#### Description of the task:
The answer must be every line of the records below that contains the word "Some".
(The data Opens)
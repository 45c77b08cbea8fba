use chrono::{DateTime, NaiveDate, Utc};
use quarry_core::error::AppError;
use quarry_core::models::{InsertOutcome, JobRecord, NewJobRecord};
use sqlx::types::Json;
use sqlx::{PgPool, Pool, Postgres};
use uuid::Uuid;

pub const DEFAULT_LIST_LIMIT: i64 = 50;

/// Filters for browsing stored job records.
#[derive(Debug, Clone, Default)]
pub struct JobFilter {
    pub sector: Option<String>,
    /// Case-insensitive substring of the title, source name, or short description.
    pub query: Option<String>,
    pub limit: Option<i64>,
}

/// Job record persistence. Records are insert-only; the unique index on
/// `identity_hash` is the final word on duplicates.
#[derive(Clone)]
pub struct JobRecordRepository {
    pool: Pool<Postgres>,
}

impl JobRecordRepository {
    pub fn new(pool: PgPool) -> Self {
        Self { pool }
    }

    pub async fn exists_by_hash(&self, identity_hash: &str) -> Result<bool, AppError> {
        let row: (bool,) =
            sqlx::query_as("SELECT EXISTS(SELECT 1 FROM job_records WHERE identity_hash = $1)")
                .bind(identity_hash)
                .fetch_one(&self.pool)
                .await
                .map_err(|e| AppError::DatabaseError(e.to_string()))?;

        Ok(row.0)
    }

    /// Insert unless a record with the same identity hash exists.
    pub async fn insert(&self, record: &NewJobRecord) -> Result<InsertOutcome, AppError> {
        let skills: Vec<&str> = record.skills.iter().map(String::as_str).collect();

        let row: Option<(Uuid,)> = sqlx::query_as(
            r#"
            INSERT INTO job_records (
                identity_hash, title, source_id, source_name, location, salary, sector,
                description_short, description_full, requirements, skills, job_url,
                source_type, posted_date, scraped_at
            )
            VALUES ($1, $2, $3, $4, $5, $6, $7, $8, $9, $10, $11, $12, $13, $14, $15)
            ON CONFLICT (identity_hash) DO NOTHING
            RETURNING id
            "#,
        )
        .bind(&record.identity_hash)
        .bind(&record.title)
        .bind(record.source_id)
        .bind(&record.source_name)
        .bind(&record.location)
        .bind(&record.salary)
        .bind(&record.sector)
        .bind(&record.description_short)
        .bind(&record.description_full)
        .bind(&record.requirements)
        .bind(Json(skills))
        .bind(&record.job_url)
        .bind(record.source_type.as_str())
        .bind(record.posted_date)
        .bind(record.scraped_at)
        .fetch_optional(&self.pool)
        .await
        .map_err(|e| AppError::DatabaseError(e.to_string()))?;

        Ok(match row {
            Some((id,)) => InsertOutcome::Inserted(id),
            None => InsertOutcome::Duplicate,
        })
    }

    /// Newest first by posting date, then scrape time.
    pub async fn list(&self, filter: &JobFilter) -> Result<Vec<JobRecord>, AppError> {
        let pattern = filter
            .query
            .as_deref()
            .map(str::trim)
            .filter(|q| !q.is_empty())
            .map(|q| format!("%{}%", escape_like(q)));

        let rows = sqlx::query_as::<_, JobRecordRow>(
            r#"
            SELECT id, identity_hash, title, source_id, source_name, location, salary, sector,
                   description_short, description_full, requirements, skills, job_url,
                   source_type, posted_date, scraped_at, created_at
            FROM job_records
            WHERE ($1::VARCHAR IS NULL OR sector = $1)
              AND ($2::VARCHAR IS NULL
                   OR title ILIKE $2
                   OR source_name ILIKE $2
                   OR description_short ILIKE $2)
            ORDER BY posted_date DESC, scraped_at DESC
            LIMIT $3
            "#,
        )
        .bind(filter.sector.as_deref().map(str::to_lowercase))
        .bind(pattern)
        .bind(filter.limit.unwrap_or(DEFAULT_LIST_LIMIT).max(1))
        .fetch_all(&self.pool)
        .await
        .map_err(|e| AppError::DatabaseError(e.to_string()))?;

        Ok(rows.into_iter().map(Into::into).collect())
    }

    pub async fn count(&self) -> Result<i64, AppError> {
        let row: (i64,) = sqlx::query_as("SELECT COUNT(*) FROM job_records")
            .fetch_one(&self.pool)
            .await
            .map_err(|e| AppError::DatabaseError(e.to_string()))?;
        Ok(row.0)
    }
}

fn escape_like(query: &str) -> String {
    query
        .replace('\\', "\\\\")
        .replace('%', "\\%")
        .replace('_', "\\_")
}

// -- Internal row type for sqlx deserialization --

#[derive(sqlx::FromRow)]
struct JobRecordRow {
    id: Uuid,
    identity_hash: String,
    title: String,
    source_id: Option<Uuid>,
    source_name: String,
    location: String,
    salary: Option<String>,
    sector: String,
    description_short: String,
    description_full: String,
    requirements: String,
    skills: Json<Vec<String>>,
    job_url: String,
    source_type: String,
    posted_date: NaiveDate,
    scraped_at: DateTime<Utc>,
    created_at: DateTime<Utc>,
}

impl From<JobRecordRow> for JobRecord {
    fn from(row: JobRecordRow) -> Self {
        JobRecord {
            id: row.id,
            identity_hash: row.identity_hash,
            title: row.title,
            source_id: row.source_id,
            source_name: row.source_name,
            location: row.location,
            salary: row.salary,
            sector: row.sector,
            description_short: row.description_short,
            description_full: row.description_full,
            requirements: row.requirements,
            skills: row.skills.0,
            job_url: row.job_url,
            source_type: row.source_type,
            posted_date: row.posted_date,
            scraped_at: row.scraped_at,
            created_at: row.created_at,
        }
    }
}
use quarry_core::AppError;

pub const DEFAULT_MAX_CONNECTIONS: u32 = 5;

/// Postgres connection settings for the Quarry store.
#[derive(Debug, Clone)]
pub struct DatabaseConfig {
    pub url: String,
    pub max_connections: u32,
}

impl DatabaseConfig {
    pub fn new(url: impl Into<String>) -> Self {
        Self {
            url: url.into(),
            max_connections: DEFAULT_MAX_CONNECTIONS,
        }
    }

    pub fn with_max_connections(mut self, max_connections: u32) -> Self {
        self.max_connections = max_connections;
        self
    }

    /// `DATABASE_URL` (required) and `DATABASE_MAX_CONNECTIONS` (default 5).
    pub fn from_env() -> Result<Self, AppError> {
        let url = std::env::var("DATABASE_URL").map_err(|_| {
            AppError::ConfigError("DATABASE_URL must be set to reach the job store".into())
        })?;

        let max_connections = match std::env::var("DATABASE_MAX_CONNECTIONS") {
            Ok(raw) => parse_max_connections(&raw)?,
            Err(_) => DEFAULT_MAX_CONNECTIONS,
        };

        Ok(Self::new(url).with_max_connections(max_connections))
    }
}

fn parse_max_connections(raw: &str) -> Result<u32, AppError> {
    match raw.trim().parse::<u32>() {
        Ok(0) => Err(AppError::ConfigError(
            "DATABASE_MAX_CONNECTIONS must be at least 1".into(),
        )),
        Ok(n) => Ok(n),
        Err(_) => Err(AppError::ConfigError(format!(
            "Invalid DATABASE_MAX_CONNECTIONS '{raw}': expected a positive integer"
        ))),
    }
}
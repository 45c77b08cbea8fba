use chrono::{DateTime, Utc};
use quarry_core::error::AppError;
use quarry_core::models::{NewSource, Source, SourceStatus, SourceUpdate};
use quarry_core::source::SourceType;
use sqlx::{PgPool, Pool, Postgres};
use uuid::Uuid;

const SOURCE_COLUMNS: &str = "id, name, board_url, declared_type, status, website_url, logo_url, \
     description, last_scraped_at, created_at, updated_at";

/// Source registry persistence. Sources are soft-deleted through `status`.
#[derive(Clone)]
pub struct SourceRepository {
    pool: Pool<Postgres>,
}

impl SourceRepository {
    pub fn new(pool: PgPool) -> Self {
        Self { pool }
    }

    /// Register a source. A duplicate name or board URL is a [`AppError::Conflict`].
    pub async fn add(&self, source: &NewSource) -> Result<Source, AppError> {
        let row = sqlx::query_as::<_, SourceRow>(&format!(
            r#"
            INSERT INTO sources (name, board_url, declared_type, website_url, logo_url, description)
            VALUES ($1, $2, $3, $4, $5, $6)
            RETURNING {SOURCE_COLUMNS}
            "#
        ))
        .bind(source.name.trim())
        .bind(source.board_url.trim())
        .bind(source.declared_type.map(|t| t.as_str()))
        .bind(&source.website_url)
        .bind(&source.logo_url)
        .bind(&source.description)
        .fetch_one(&self.pool)
        .await
        .map_err(|e| map_write_error(e, &source.name))?;

        Ok(row.into())
    }

    /// Active sources, oldest first so run order is stable.
    pub async fn list_active(&self) -> Result<Vec<Source>, AppError> {
        let rows = sqlx::query_as::<_, SourceRow>(&format!(
            r#"
            SELECT {SOURCE_COLUMNS}
            FROM sources
            WHERE status = 'active'
            ORDER BY created_at ASC, name ASC
            "#
        ))
        .fetch_all(&self.pool)
        .await
        .map_err(|e| AppError::DatabaseError(e.to_string()))?;

        Ok(rows.into_iter().map(Into::into).collect())
    }

    pub async fn list_all(&self) -> Result<Vec<Source>, AppError> {
        let rows = sqlx::query_as::<_, SourceRow>(&format!(
            "SELECT {SOURCE_COLUMNS} FROM sources ORDER BY created_at ASC, name ASC"
        ))
        .fetch_all(&self.pool)
        .await
        .map_err(|e| AppError::DatabaseError(e.to_string()))?;

        Ok(rows.into_iter().map(Into::into).collect())
    }

    pub async fn get_by_name(&self, name: &str) -> Result<Option<Source>, AppError> {
        let row = sqlx::query_as::<_, SourceRow>(&format!(
            "SELECT {SOURCE_COLUMNS} FROM sources WHERE name = $1"
        ))
        .bind(name.trim())
        .fetch_optional(&self.pool)
        .await
        .map_err(|e| AppError::DatabaseError(e.to_string()))?;

        Ok(row.map(Into::into))
    }

    /// Apply the set fields of `update`. Unset fields keep their value.
    pub async fn update(&self, name: &str, update: &SourceUpdate) -> Result<Source, AppError> {
        let row = sqlx::query_as::<_, SourceRow>(&format!(
            r#"
            UPDATE sources
            SET name = COALESCE($2, name),
                board_url = COALESCE($3, board_url),
                declared_type = COALESCE($4, declared_type),
                website_url = COALESCE($5, website_url),
                logo_url = COALESCE($6, logo_url),
                description = COALESCE($7, description),
                updated_at = NOW()
            WHERE name = $1
            RETURNING {SOURCE_COLUMNS}
            "#
        ))
        .bind(name.trim())
        .bind(update.name.as_deref().map(str::trim))
        .bind(update.board_url.as_deref().map(str::trim))
        .bind(update.declared_type.map(|t| t.as_str()))
        .bind(&update.website_url)
        .bind(&update.logo_url)
        .bind(&update.description)
        .fetch_optional(&self.pool)
        .await
        .map_err(|e| map_write_error(e, update.name.as_deref().unwrap_or(name)))?;

        row.map(Into::into)
            .ok_or_else(|| AppError::NotFound(format!("source '{name}'")))
    }

    /// Soft-delete: the source stops being scraped but its records stay.
    pub async fn deactivate(&self, name: &str) -> Result<Source, AppError> {
        self.set_status(name, SourceStatus::Inactive).await
    }

    pub async fn activate(&self, name: &str) -> Result<Source, AppError> {
        self.set_status(name, SourceStatus::Active).await
    }

    async fn set_status(&self, name: &str, status: SourceStatus) -> Result<Source, AppError> {
        let row = sqlx::query_as::<_, SourceRow>(&format!(
            r#"
            UPDATE sources
            SET status = $2, updated_at = NOW()
            WHERE name = $1
            RETURNING {SOURCE_COLUMNS}
            "#
        ))
        .bind(name.trim())
        .bind(status.as_str())
        .fetch_optional(&self.pool)
        .await
        .map_err(|e| AppError::DatabaseError(e.to_string()))?;

        row.map(Into::into)
            .ok_or_else(|| AppError::NotFound(format!("source '{name}'")))
    }

    pub async fn touch_last_scraped(&self, id: Uuid) -> Result<(), AppError> {
        sqlx::query("UPDATE sources SET last_scraped_at = NOW() WHERE id = $1")
            .bind(id)
            .execute(&self.pool)
            .await
            .map_err(|e| AppError::DatabaseError(e.to_string()))?;
        Ok(())
    }
}

fn map_write_error(error: sqlx::Error, name: &str) -> AppError {
    match &error {
        sqlx::Error::Database(db) if db.is_unique_violation() => {
            let field = match db.constraint() {
                Some("uq_sources_board_url") => "board URL",
                _ => "name",
            };
            AppError::Conflict(format!("a source with this {field} already exists ({name})"))
        }
        _ => AppError::DatabaseError(error.to_string()),
    }
}

// -- Internal row type for sqlx deserialization --

#[derive(sqlx::FromRow)]
struct SourceRow {
    id: Uuid,
    name: String,
    board_url: String,
    declared_type: Option<String>,
    status: String,
    website_url: Option<String>,
    logo_url: Option<String>,
    description: Option<String>,
    last_scraped_at: Option<DateTime<Utc>>,
    created_at: DateTime<Utc>,
    updated_at: DateTime<Utc>,
}

impl From<SourceRow> for Source {
    fn from(row: SourceRow) -> Self {
        Source {
            id: row.id,
            name: row.name,
            board_url: row.board_url,
            declared_type: row
                .declared_type
                .and_then(|t| t.parse::<SourceType>().ok()),
            status: row.status.parse().unwrap_or(SourceStatus::Inactive),
            website_url: row.website_url,
            logo_url: row.logo_url,
            description: row.description,
            last_scraped_at: row.last_scraped_at,
            created_at: row.created_at,
            updated_at: row.updated_at,
        }
    }
}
(The data Closes)
#### Answer to this exercise:
            Some((id,)) => InsertOutcome::Inserted(id),
                Some("uq_sources_board_url") => "board URL",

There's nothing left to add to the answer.